In hawaiischer Grammatik werden Nomen wie «Hawaiʻi» überhaupt nicht gebeugt, was aber gerade den Freiraum lässt, das «-i» wie eine Beugungsendung zu behandeln, wo es (entlehnt) eine Rolle spielt, so heißt es im Nominativ (russisch) «Гавайи» und im Genitiv «Гавайев». Neben «hawaiianisch» kommt denn auch «hawaianisch» vor, aber die Form mit «ii» ist üblicher und «hawaiisch» ergibt sich durch Tilgung eines Buchstabens wie bei «Mondseer».

Die Wörter «Sinusitis» und «Sinusoid» haben sich mit «-us» etabliert, das englische Adjektiv «sinal» ohne. Der oblique Stamm des lateinischen Nomens «sinus» ist eigentlich «sinu-», also wären «Sinuitis» (kommt manchmal vor), «Sinuoid» und «sinual» zu erwarten.

Der oblique Stamm von «species» ist «specie-», statt «Speziesismus» wäre also «Spezieismus» oder (weiter vereinfacht, aber weniger klar) «Spezismus» (französisch «spécisme»; «Spezies» heißt dagegen «espèce») zu erwarten. («Vikariismus» kommt sogar mit zwei «i» in Folge vor, andererseits: italienisch «vicarismo».) Kaum jemand würde auf die Idee kommen, deutsche Wörter wie «Zwergismus» zu bilden, jedoch sind englische Wortbildungen wie «dwarfism» möglich, hierzu passt auch das 1970 von Richard Ryder eingeführte «speciesism», wo der Teil vor «-ism» nach einem lateinischen Stamm anmutet und so zu «Speziesismus» als Übersetzung verführen kann.
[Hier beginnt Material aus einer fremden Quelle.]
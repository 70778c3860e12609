//! Protected route patterns.
//!
//! A pattern is an optional HTTP method followed by a path made of segments:
//!
//! - a literal such as `api`, matched exactly,
//! - `:name`, matching exactly one segment,
//! - a final `:name*` or `*`, matching zero or more remaining segments.
//!
//! ```
//! use http::Method;
//! use x402_paywall::routes::RoutePattern;
//!
//! let pattern: RoutePattern = "POST /api/random/:path*".parse().unwrap();
//! assert!(pattern.matches(&Method::POST, "/api/random"));
//! assert!(pattern.matches(&Method::POST, "/api/random/a/b"));
//! assert!(!pattern.matches(&Method::GET, "/api/random"));
//! ```

use std::{fmt::Display, str::FromStr};

use http::Method;
use x402_core::transport::PaymentRequirements;
use x402_kit::{
    price::{Price, PriceError},
    schemes::exact_evm::ExactEvm,
};

#[derive(Debug, Clone, PartialEq, Eq, thiserror::Error)]
pub enum RouteError {
    #[error("route pattern must not be empty")]
    Empty,
    #[error("route pattern '{0}' must start with '/'")]
    MissingLeadingSlash(String),
    #[error("route pattern '{0}' has an invalid method")]
    InvalidMethod(String),
    #[error("route pattern '{0}' has a parameter without a name")]
    UnnamedParameter(String),
    #[error("route pattern '{0}' has a wildcard that is not the last segment")]
    WildcardNotLast(String),
}

#[derive(Debug, Clone, PartialEq, Eq)]
enum Segment {
    Literal(String),
    Param,
    Rest,
}

#[derive(Debug, Clone, PartialEq, Eq)]
pub struct RoutePattern {
    source: String,
    method: Option<Method>,
    segments: Vec<Segment>,
}

impl RoutePattern {
    /// Whether a request with `method` and `path` falls under this pattern.
    ///
    /// Empty path segments are ignored, so `/api/random/` matches `/api/random`.
    pub fn matches(&self, method: &Method, path: &str) -> bool {
        if self.method.as_ref().is_some_and(|m| m != method) {
            return false;
        }

        let mut parts = path.split('/').filter(|p| !p.is_empty());
        for segment in &self.segments {
            match segment {
                Segment::Rest => return true,
                Segment::Param => {
                    if parts.next().is_none() {
                        return false;
                    }
                }
                Segment::Literal(literal) => {
                    if parts.next() != Some(literal.as_str()) {
                        return false;
                    }
                }
            }
        }
        parts.next().is_none()
    }

    pub fn method(&self) -> Option<&Method> {
        self.method.as_ref()
    }

    pub fn as_str(&self) -> &str {
        &self.source
    }
}

impl FromStr for RoutePattern {
    type Err = RouteError;

    fn from_str(s: &str) -> Result<Self, Self::Err> {
        let source = s.trim();
        if source.is_empty() {
            return Err(RouteError::Empty);
        }

        let (method, path) = match source.split_once(char::is_whitespace) {
            Some((method, path)) => {
                let method = method
                    .to_ascii_uppercase()
                    .parse::<Method>()
                    .map_err(|_| RouteError::InvalidMethod(source.to_string()))?;
                (Some(method), path.trim())
            }
            None => (None, source),
        };

        if !path.starts_with('/') {
            return Err(RouteError::MissingLeadingSlash(source.to_string()));
        }

        let parts: Vec<&str> = path.split('/').filter(|p| !p.is_empty()).collect();
        let last = parts.len().saturating_sub(1);
        let mut segments = Vec::with_capacity(parts.len());

        for (index, part) in parts.into_iter().enumerate() {
            let segment = if part == "*" || (part.starts_with(':') && part.ends_with('*')) {
                if part.len() == 2 {
                    return Err(RouteError::UnnamedParameter(source.to_string()));
                }
                if index != last {
                    return Err(RouteError::WildcardNotLast(source.to_string()));
                }
                Segment::Rest
            } else if let Some(name) = part.strip_prefix(':') {
                if name.is_empty() {
                    return Err(RouteError::UnnamedParameter(source.to_string()));
                }
                Segment::Param
            } else {
                Segment::Literal(part.to_string())
            };
            segments.push(segment);
        }

        Ok(RoutePattern {
            source: source.to_string(),
            method,
            segments,
        })
    }
}

impl Display for RoutePattern {
    fn fmt(&self, f: &mut std::fmt::Formatter<'_>) -> std::fmt::Result {
        f.write_str(&self.source)
    }
}

/// A route pattern and the payment it costs.
#[derive(Debug, Clone)]
pub struct ProtectedRoute {
    pub pattern: RoutePattern,
    pub requirements: PaymentRequirements,
    /// Human-readable price, reported to the handler as the cost of the call.
    pub price: Price,
}

impl ProtectedRoute {
    /// Protect `pattern` with an exact USDC payment.
    pub fn exact_evm(pattern: RoutePattern, scheme: &ExactEvm) -> Result<Self, PriceError> {
        Ok(ProtectedRoute {
            pattern,
            requirements: scheme.requirements()?,
            price: scheme.price,
        })
    }

    pub fn matches(&self, method: &Method, path: &str) -> bool {
        self.pattern.matches(method, path)
    }
}
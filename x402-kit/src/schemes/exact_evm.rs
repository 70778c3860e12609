//! The `exact` scheme on EVM networks: the client signs an EIP-3009
//! `transferWithAuthorization` for exactly the quoted amount of USDC.

use bon::Builder;
use serde_json::json;
use x402_core::transport::PaymentRequirements;

use crate::{
    core::Resource,
    networks::evm::{EvmAddress, KnownNetwork},
    price::{Price, PriceError},
};

pub const SCHEME_NAME: &str = "exact";

/// Default payment window, matching the x402 reference middleware.
pub const DEFAULT_MAX_TIMEOUT_SECONDS: u64 = 60;

/// An exact-amount USDC payment requirement.
#[derive(Builder, Debug, Clone)]
pub struct ExactEvm {
    #[builder(default)]
    pub network: KnownNetwork,
    /// Recipient of the payment.
    #[builder(into)]
    pub pay_to: EvmAddress,
    pub price: Price,
    #[builder(default = DEFAULT_MAX_TIMEOUT_SECONDS)]
    pub max_timeout_seconds: u64,
    pub resource: Resource,
}

impl ExactEvm {
    /// Build the wire-level requirement, converting the price to USDC atomic units.
    pub fn requirements(&self) -> Result<PaymentRequirements, PriceError> {
        let asset = self.network.usdc();
        let amount = self.price.to_atomic_units(asset.decimals)?;

        Ok(PaymentRequirements {
            scheme: SCHEME_NAME.to_string(),
            network: self.network.name().to_string(),
            max_amount_required: amount,
            resource: self.resource.url.clone(),
            description: self.resource.description.clone(),
            mime_type: self.resource.mime_type.clone(),
            pay_to: self.pay_to.to_string(),
            max_timeout_seconds: self.max_timeout_seconds,
            asset: asset.address.to_string(),
            output_schema: self.resource.output_schema.clone(),
            extra: asset
                .eip712_domain
                .map(|domain| json!({ "name": domain.name, "version": domain.version })),
        })
    }
}
//! [`AmountValue`]: an asset amount in atomic units.

use std::{fmt::Display, num::ParseIntError, str::FromStr};

use serde::{Deserialize, Serialize};

/// An amount of some asset, expressed in the asset's smallest unit.
///
/// x402 transmits amounts as decimal strings (`"10000"`) so that values wider
/// than a JSON number survive the round trip.
#[derive(Debug, Clone, Copy, PartialEq, Eq, PartialOrd, Ord, Hash, Default)]
pub struct AmountValue(pub u128);

macro_rules! amount_from_unsigned {
    ($($ty:ty),*) => {
        $(
            impl From<$ty> for AmountValue {
                fn from(value: $ty) -> Self {
                    AmountValue(value as u128)
                }
            }
        )*
    };
}

amount_from_unsigned!(u8, u16, u32, u64, u128);

impl FromStr for AmountValue {
    type Err = ParseIntError;

    fn from_str(s: &str) -> Result<Self, Self::Err> {
        s.parse::<u128>().map(AmountValue)
    }
}

impl Display for AmountValue {
    fn fmt(&self, f: &mut std::fmt::Formatter<'_>) -> std::fmt::Result {
        write!(f, "{}", self.0)
    }
}

impl Serialize for AmountValue {
    fn serialize<S>(&self, serializer: S) -> Result<S::Ok, S::Error>
    where
        S: serde::Serializer,
    {
        serializer.collect_str(self)
    }
}

impl<'de> Deserialize<'de> for AmountValue {
    fn deserialize<D>(deserializer: D) -> Result<Self, D::Error>
    where
        D: serde::Deserializer<'de>,
    {
        let s = String::deserialize(deserializer)?;
        s.parse().map_err(serde::de::Error::custom)
    }
}

#[cfg(test)]
mod tests {
    use super::*;

    #[test]
    fn serializes_as_decimal_string() {
        let json = serde_json::to_value(AmountValue(10_000)).unwrap();
        assert_eq!(json, serde_json::json!("10000"));
    }

    #[test]
    fn rejects_numeric_json() {
        let result = serde_json::from_value::<AmountValue>(serde_json::json!(10000));
        assert!(result.is_err(), "amounts must be transmitted as strings");
    }

    #[test]
    fn rejects_negative_strings() {
        assert!("-1".parse::<AmountValue>().is_err());
    }
}
//! x402 core types.
//!
//! Wire types for version 1 of the x402 payment protocol, as spoken by the
//! `X-PAYMENT` / `X-PAYMENT-RESPONSE` headers and by HTTP facilitators, plus
//! the [`Facilitator`](facilitator::Facilitator) capability that payment gates
//! delegate verification and settlement to.

pub mod errors;
pub mod facilitator;
pub mod transport;
pub mod types;
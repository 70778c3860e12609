pub mod evm;
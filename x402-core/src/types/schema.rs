//! Input / output schema a seller attaches to its payment requirements.
//!
//! Facilitators with discovery support (bazaar-style listings) read this to
//! describe how an endpoint is called and what it returns.

use bon::Builder;
use serde::{Deserialize, Serialize};

use crate::types::{AnyJson, Record};

fn field_map(
    iter: impl IntoIterator<Item = (&'static str, FieldDefinition)>,
) -> Record<FieldDefinition> {
    iter.into_iter().map(|(k, v)| (k.to_string(), v)).collect()
}

/// Describes one field of a request or response document.
#[derive(Builder, Debug, Clone, PartialEq, Serialize, Deserialize)]
#[serde(rename_all = "camelCase")]
pub struct FieldDefinition {
    #[serde(rename = "type", skip_serializing_if = "Option::is_none")]
    #[builder(into)]
    pub field_type: Option<String>,

    #[serde(skip_serializing_if = "Option::is_none")]
    pub required: Option<bool>,

    #[serde(skip_serializing_if = "Option::is_none")]
    #[builder(into)]
    pub description: Option<String>,

    #[serde(rename = "default", skip_serializing_if = "Option::is_none")]
    #[builder(into)]
    pub default_value: Option<AnyJson>,

    /// Format hint for string fields, e.g. `date-time`.
    #[serde(skip_serializing_if = "Option::is_none")]
    #[builder(into)]
    pub format: Option<String>,

    #[serde(skip_serializing_if = "Option::is_none")]
    #[builder(with = |iter: impl IntoIterator<Item = (&'static str, FieldDefinition)>| field_map(iter))]
    pub properties: Option<Record<FieldDefinition>>,
}

#[derive(Debug, Clone, Copy, PartialEq, Eq, Serialize, Deserialize)]
pub enum Method {
    #[serde(rename = "GET")]
    Get,
    #[serde(rename = "POST")]
    Post,
}

#[derive(Debug, Clone, Copy, PartialEq, Eq, Serialize, Deserialize)]
#[serde(rename_all = "kebab-case")]
pub enum InputBodyType {
    Json,
    FormData,
    Text,
}

/// How an HTTP resource is invoked.
#[derive(Builder, Debug, Clone, PartialEq, Serialize, Deserialize)]
#[serde(rename_all = "camelCase")]
pub struct HttpInput {
    #[builder(default)]
    pub discoverable: bool,

    pub method: Method,

    #[serde(skip_serializing_if = "Option::is_none")]
    pub body_type: Option<InputBodyType>,

    #[serde(skip_serializing_if = "Option::is_none")]
    #[builder(with = |iter: impl IntoIterator<Item = (&'static str, FieldDefinition)>| field_map(iter))]
    pub query_params: Option<Record<FieldDefinition>>,

    #[serde(skip_serializing_if = "Option::is_none")]
    #[builder(with = |iter: impl IntoIterator<Item = (&'static str, FieldDefinition)>| field_map(iter))]
    pub body_fields: Option<Record<FieldDefinition>>,
}

#[derive(Debug, Clone, PartialEq, Serialize, Deserialize)]
#[serde(tag = "type")]
pub enum Input {
    #[serde(rename = "http")]
    Http(HttpInput),
}

impl Input {
    pub fn as_http(&self) -> Option<&HttpInput> {
        match self {
            Input::Http(http) => Some(http),
        }
    }
}

/// The `outputSchema` member of a payment requirement.
#[derive(Builder, Debug, Clone, PartialEq, Serialize, Deserialize)]
#[serde(rename_all = "camelCase")]
pub struct OutputSchema {
    pub input: Input,

    #[serde(skip_serializing_if = "Option::is_none")]
    #[builder(with = |iter: impl IntoIterator<Item = (&'static str, FieldDefinition)>| field_map(iter))]
    pub output: Option<Record<FieldDefinition>>,
}

impl OutputSchema {
    /// A schema that only marks the endpoint as a discoverable `POST`.
    pub fn http_post_discoverable() -> Self {
        Self::builder()
            .input(Input::Http(
                HttpInput::builder()
                    .method(Method::Post)
                    .discoverable(true)
                    .build(),
            ))
            .build()
    }
}
/// Errors raised while decoding x402 header payloads.
#[derive(Debug, thiserror::Error)]
pub enum Error {
    /// The decoded bytes were not the expected JSON document.
    #[error("invalid JSON payload: {0}")]
    SerdeJsonError(#[from] serde_json::Error),

    /// The header value was not valid base64.
    #[error("invalid base64 encoding: {0}")]
    Base64DecodeError(#[from] base64::DecodeError),

    /// The decoded bytes were not valid UTF-8.
    #[error("invalid UTF-8 in decoded payload: {0}")]
    Utf8DecodeError(#[from] std::string::FromUtf8Error),
}

pub type Result<T> = std::result::Result<T, Error>;
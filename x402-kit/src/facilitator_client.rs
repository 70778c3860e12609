//! An HTTP client for remote x402 v1 facilitators.
//!
//! All hosted facilitators speak the same three endpoints relative to a base
//! URL: `GET supported`, `POST verify` and `POST settle`. They differ only in
//! where they live and how callers authenticate, so each one is a preset of
//! the same [`FacilitatorClient`].

use std::time::Duration;

use http::{HeaderMap, HeaderValue, StatusCode, header::AUTHORIZATION};
use serde::{Deserialize, Serialize, de::DeserializeOwned};
use url::Url;
use x402_core::{
    facilitator::{
        Facilitator, PaymentRequest, SettleFailed, SettleResult, SettleSuccess, SupportedResponse,
        VerifyInvalid, VerifyResult, VerifyValid,
    },
    transport::{PaymentPayload, PaymentRequirements},
    types::X402V1,
};

/// Public facilitator run by x402.org. Serves testnets without credentials.
pub const X402_ORG_FACILITATOR_URL: &str = "https://x402.org/facilitator/";

/// PayAI facilitator. Serves testnets and mainnets without credentials.
pub const PAYAI_FACILITATOR_URL: &str = "https://facilitator.payai.network/";


const DEFAULT_REQUEST_TIMEOUT: Duration = Duration::from_secs(30);

#[derive(Debug, thiserror::Error)]
pub enum FacilitatorClientError {
    #[error("URL parse error: {0}")]
    UrlParseError(#[from] url::ParseError),
    #[error("HTTP request error: {0}")]
    HttpRequestError(#[from] reqwest::Error),
    #[error("Serialization/Deserialization error: {0}")]
    SerdeError(#[from] serde_json::Error),
    #[error("facilitator responded with status {status}: {body}")]
    UnexpectedStatus { status: StatusCode, body: String },
    #[error("invalid header value: {0}")]
    InvalidHeader(#[from] http::header::InvalidHeaderValue),
}

/// Body of `POST verify` and `POST settle`.
#[derive(Debug, Clone, Serialize, Deserialize)]
#[serde(rename_all = "camelCase")]
pub struct FacilitatorRequestBody {
    pub x402_version: X402V1,
    pub payment_payload: PaymentPayload,
    pub payment_requirements: PaymentRequirements,
}

impl From<PaymentRequest> for FacilitatorRequestBody {
    fn from(request: PaymentRequest) -> Self {
        FacilitatorRequestBody {
            x402_version: X402V1,
            payment_payload: request.payment_payload,
            payment_requirements: request.payment_requirements,
        }
    }
}

#[derive(Debug, Clone, Serialize, Deserialize)]
#[serde(rename_all = "camelCase")]
pub struct VerifyResponseBody {
    pub is_valid: bool,
    #[serde(default, skip_serializing_if = "Option::is_none")]
    pub invalid_reason: Option<String>,
    #[serde(default)]
    pub payer: Option<String>,
}

#[derive(Debug, Clone, Serialize, Deserialize)]
#[serde(rename_all = "camelCase")]
pub struct SettleResponseBody {
    pub success: bool,
    #[serde(default, skip_serializing_if = "Option::is_none")]
    pub error_reason: Option<String>,
    #[serde(default)]
    pub payer: Option<String>,
    #[serde(default)]
    pub transaction: Option<String>,
    #[serde(default)]
    pub network: Option<String>,
}

impl From<VerifyResponseBody> for VerifyResult {
    fn from(body: VerifyResponseBody) -> Self {
        if body.is_valid {
            VerifyResult::Valid(VerifyValid {
                payer: body.payer.unwrap_or_default(),
            })
        } else {
            VerifyResult::Invalid(VerifyInvalid {
                invalid_reason: body
                    .invalid_reason
                    .unwrap_or_else(|| "unspecified".to_string()),
                payer: body.payer,
            })
        }
    }
}

impl From<SettleResponseBody> for SettleResult {
    fn from(body: SettleResponseBody) -> Self {
        if body.success {
            SettleResult::Success(SettleSuccess {
                payer: body.payer.unwrap_or_default(),
                transaction: body.transaction.unwrap_or_default(),
                network: body.network.unwrap_or_default(),
            })
        } else {
            SettleResult::Failed(SettleFailed {
                error_reason: body
                    .error_reason
                    .unwrap_or_else(|| "unspecified".to_string()),
                payer: body.payer,
            })
        }
    }
}

/// A remote facilitator reached over HTTP.
#[derive(Debug, Clone)]
pub struct FacilitatorClient {
    pub base_url: Url,
    pub client: reqwest::Client,
    pub headers: HeaderMap,
}

impl FacilitatorClient {
    /// Create a client for the facilitator at `base_url`.
    ///
    /// A trailing slash is added when missing so that endpoint paths resolve
    /// beneath the base rather than replacing its last segment.
    pub fn from_url(mut base_url: Url) -> Self {
        if !base_url.path().ends_with('/') {
            let path = format!("{}/", base_url.path());
            base_url.set_path(&path);
        }

        FacilitatorClient {
            base_url,
            client: default_http_client(),
            headers: HeaderMap::new(),
        }
    }

    pub fn x402_org() -> Result<Self, FacilitatorClientError> {
        Ok(Self::from_url(Url::parse(X402_ORG_FACILITATOR_URL)?))
    }

    pub fn payai() -> Result<Self, FacilitatorClientError> {
        Ok(Self::from_url(Url::parse(PAYAI_FACILITATOR_URL)?))
    }

    /// Send `Authorization: Bearer <token>` with every request.
    pub fn with_bearer_token(mut self, token: &str) -> Result<Self, FacilitatorClientError> {
        let mut value = HeaderValue::from_str(&format!("Bearer {token}"))?;
        value.set_sensitive(true);
        self.headers.insert(AUTHORIZATION, value);
        Ok(self)
    }

    pub fn with_client(mut self, client: reqwest::Client) -> Self {
        self.client = client;
        self
    }

    async fn post<B: Serialize, R: DeserializeOwned>(
        &self,
        endpoint: &str,
        body: &B,
    ) -> Result<R, FacilitatorClientError> {
        let response = self
            .client
            .post(self.base_url.join(endpoint)?)
            .headers(self.headers.clone())
            .json(body)
            .send()
            .await?;

        read_body(response).await
    }
}

fn default_http_client() -> reqwest::Client {
    reqwest::Client::builder()
        .timeout(DEFAULT_REQUEST_TIMEOUT)
        .build()
        .unwrap_or_default()
}

/// Decode a facilitator response.
///
/// Some facilitators answer a rejected payment with `400` and a regular
/// verify/settle body, so a non-success status is only an error when the body
/// does not decode as the expected type.
async fn read_body<R: DeserializeOwned>(
    response: reqwest::Response,
) -> Result<R, FacilitatorClientError> {
    let status = response.status();
    let bytes = response.bytes().await?;

    match serde_json::from_slice::<R>(&bytes) {
        Ok(body) => Ok(body),
        Err(err) if status.is_success() => Err(err.into()),
        Err(_) => Err(FacilitatorClientError::UnexpectedStatus {
            status,
            body: String::from_utf8_lossy(&bytes).into_owned(),
        }),
    }
}

impl Facilitator for FacilitatorClient {
    type Error = FacilitatorClientError;

    async fn supported(&self) -> Result<SupportedResponse, Self::Error> {
        let response = self
            .client
            .get(self.base_url.join("supported")?)
            .headers(self.headers.clone())
            .send()
            .await?;

        read_body(response).await
    }

    async fn verify(&self, request: PaymentRequest) -> Result<VerifyResult, Self::Error> {
        #[cfg(feature = "tracing")]
        tracing::debug!(
            scheme = %request.payment_requirements.scheme,
            network = %request.payment_requirements.network,
            "Verifying payment with facilitator at {}",
            self.base_url
        );

        let body = FacilitatorRequestBody::from(request);
        let result: VerifyResponseBody = self.post("verify", &body).await?;
        Ok(result.into())
    }

    async fn settle(&self, request: PaymentRequest) -> Result<SettleResult, Self::Error> {
        #[cfg(feature = "tracing")]
        tracing::debug!(
            scheme = %request.payment_requirements.scheme,
            network = %request.payment_requirements.network,
            "Settling payment with facilitator at {}",
            self.base_url
        );

        let body = FacilitatorRequestBody::from(request);
        let result: SettleResponseBody = self.post("settle", &body).await?;
        Ok(result.into())
    }
}
use std::time::Duration;

use anyhow::Context;
use clap::Parser;
use x402_random::{
    app,
    config::{AppConfig, Cli},
    telemetry,
};

const SUPPORTED_PROBE_TIMEOUT: Duration = Duration::from_secs(10);

#[tokio::main]
async fn main() -> anyhow::Result<()> {
    let cli = Cli::parse();
    telemetry::init_logging(cli.log_format);

    let config = AppConfig::from_cli(cli).context("invalid configuration")?;
    tracing::info!(
        network = %config.network,
        price = %config.price,
        pay_to = %config.pay_to,
        resource = %config.resource_url,
        "Starting x402-random"
    );
    if !config.network.is_testnet() && config.facilitator.url.is_none() {
        tracing::info!(
            facilitator = ?config.facilitator.preset,
            "Accepting mainnet payments; make sure the facilitator settles on {}",
            config.network
        );
    }

    let facilitator = config.facilitator.client()?;
    tracing::info!("Using facilitator at {}", facilitator.base_url);

    let paywall = app::paywall(&config, facilitator)?;
    match tokio::time::timeout(SUPPORTED_PROBE_TIMEOUT, paywall.check_supported()).await {
        Ok(Ok(unsupported)) if unsupported.is_empty() => {
            tracing::info!("Facilitator supports all configured payment kinds");
        }
        Ok(Ok(_)) => {}
        Ok(Err(err)) => tracing::warn!("Failed to query facilitator supported kinds: {err}"),
        Err(_) => tracing::warn!("Facilitator did not answer the supported kinds query in time"),
    }

    let listener = tokio::net::TcpListener::bind(config.listen_addr)
        .await
        .with_context(|| format!("failed to bind to {}", config.listen_addr))?;

    tracing::info!("Server running at http://{}", config.listen_addr);
    axum::serve(listener, app::router(paywall))
        .with_graceful_shutdown(shutdown_signal())
        .await
        .context("server failed")?;

    Ok(())
}

async fn shutdown_signal() {
    if let Err(err) = tokio::signal::ctrl_c().await {
        tracing::warn!("Failed to listen for shutdown signal: {err}");
        std::future::pending::<()>().await;
    }
    tracing::info!("Shutting down");
}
Es gibt aber eine Belegstelle für «Specieism» von 1957 (das Suchergebnis wird nicht mehr angezeigt; die angegebene Jahreszahl scheint zu stimmen), also noch vor Ryders Wortschöpfung:

You have given us all a powerful allegory of the term “Specieism.” which was new to me when I heard it a month or so ago. Unless “Specieism” can be conquered, the lumberwolves are doomed to the fate of the whooping crane, the great auk and the dodo.

Ryder in einem Interview:

To tell the truth I haven't heard of "carnism". I already feel rather ashamed of introducing two new "isms" - speciesism (1970) and painism (1990) - and wish I wasn't such an ismist!